═══ Supplied records ═══

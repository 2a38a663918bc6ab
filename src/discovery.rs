//! Input discovery: walking the configured roots for asset documents.
//!
//! A missing root is not an error, it simply contributes zero assets.
//! The returned list is sorted and deduplicated so the rest of the run
//! is deterministic regardless of filesystem iteration order.

use crate::constants::DATA_ASSET_DIR_NAME;
use log::debug;
use std::path::{Path, PathBuf};
use walkdir::WalkDir;

/// Collects every `*.json` file under every existing input root.
pub fn discover_assets(input_roots: &[PathBuf]) -> Vec<PathBuf> {
    let mut found = Vec::new();
    for root in input_roots {
        if !root.exists() {
            debug!("Input root {} does not exist, skipping", root.display());
            continue;
        }
        for entry in WalkDir::new(root).into_iter().filter_map(|entry| entry.ok()) {
            let path = entry.path();
            if entry.file_type().is_file()
                && path.extension().is_some_and(|extension| extension == "json")
            {
                found.push(path.to_path_buf());
            }
        }
    }
    found.sort();
    found.dedup();
    found
}

/// Finds directories named `DataAssets` under the content root; used to
/// widen the default input roots when none are configured explicitly.
pub fn discover_data_asset_roots(content_root: &Path) -> Vec<PathBuf> {
    if !content_root.exists() {
        return Vec::new();
    }
    let mut discovered: Vec<PathBuf> = WalkDir::new(content_root)
        .into_iter()
        .filter_map(|entry| entry.ok())
        .filter(|entry| {
            entry.file_type().is_dir() && entry.file_name() == DATA_ASSET_DIR_NAME
        })
        .map(|entry| entry.path().to_path_buf())
        .collect();
    discovered.sort();
    discovered
}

═══

Problem: Each entry must be reproduced exactly, with nothing added or dropped.

Finished exercise:
repository 2a38a663918bc6ab
filename src/discovery.rs
//! Input discovery: walking the configured roots for asset documents.
//!
//! A missing root is not an error, it simply contributes zero assets.
//! The returned list is sorted and deduplicated so the rest of the run
//! is deterministic regardless of filesystem iteration order.

use crate::constants::DATA_ASSET_DIR_NAME;
use log::debug;
use std::path::{Path, PathBuf};
use walkdir::WalkDir;

/// Collects every `*.json` file under every existing input root.
pub fn discover_assets(input_roots: &[PathBuf]) -> Vec<PathBuf> {
    let mut found = Vec::new();
    for root in input_roots {
        if !root.exists() {
            debug!("Input root {} does not exist, skipping", root.display());
            continue;
        }
        for entry in WalkDir::new(root).into_iter().filter_map(|entry| entry.ok()) {
            let path = entry.path();
            if entry.file_type().is_file()
                && path.extension().is_some_and(|extension| extension == "json")
            {
                found.push(path.to_path_buf());
            }
        }
    }
    found.sort();
    found.dedup();
    found
}

/// Finds directories named `DataAssets` under the content root; used to
/// widen the default input roots when none are configured explicitly.
pub fn discover_data_asset_roots(content_root: &Path) -> Vec<PathBuf> {
    if !content_root.exists() {
        return Vec::new();
    }
    let mut discovered: Vec<PathBuf> = WalkDir::new(content_root)
        .into_iter()
        .filter_map(|entry| entry.ok())
        .filter(|entry| {
            entry.file_type().is_dir() && entry.file_name() == DATA_ASSET_DIR_NAME
        })
        .map(|entry| entry.path().to_path_buf())
        .collect();
    discovered.sort();
    discovered
}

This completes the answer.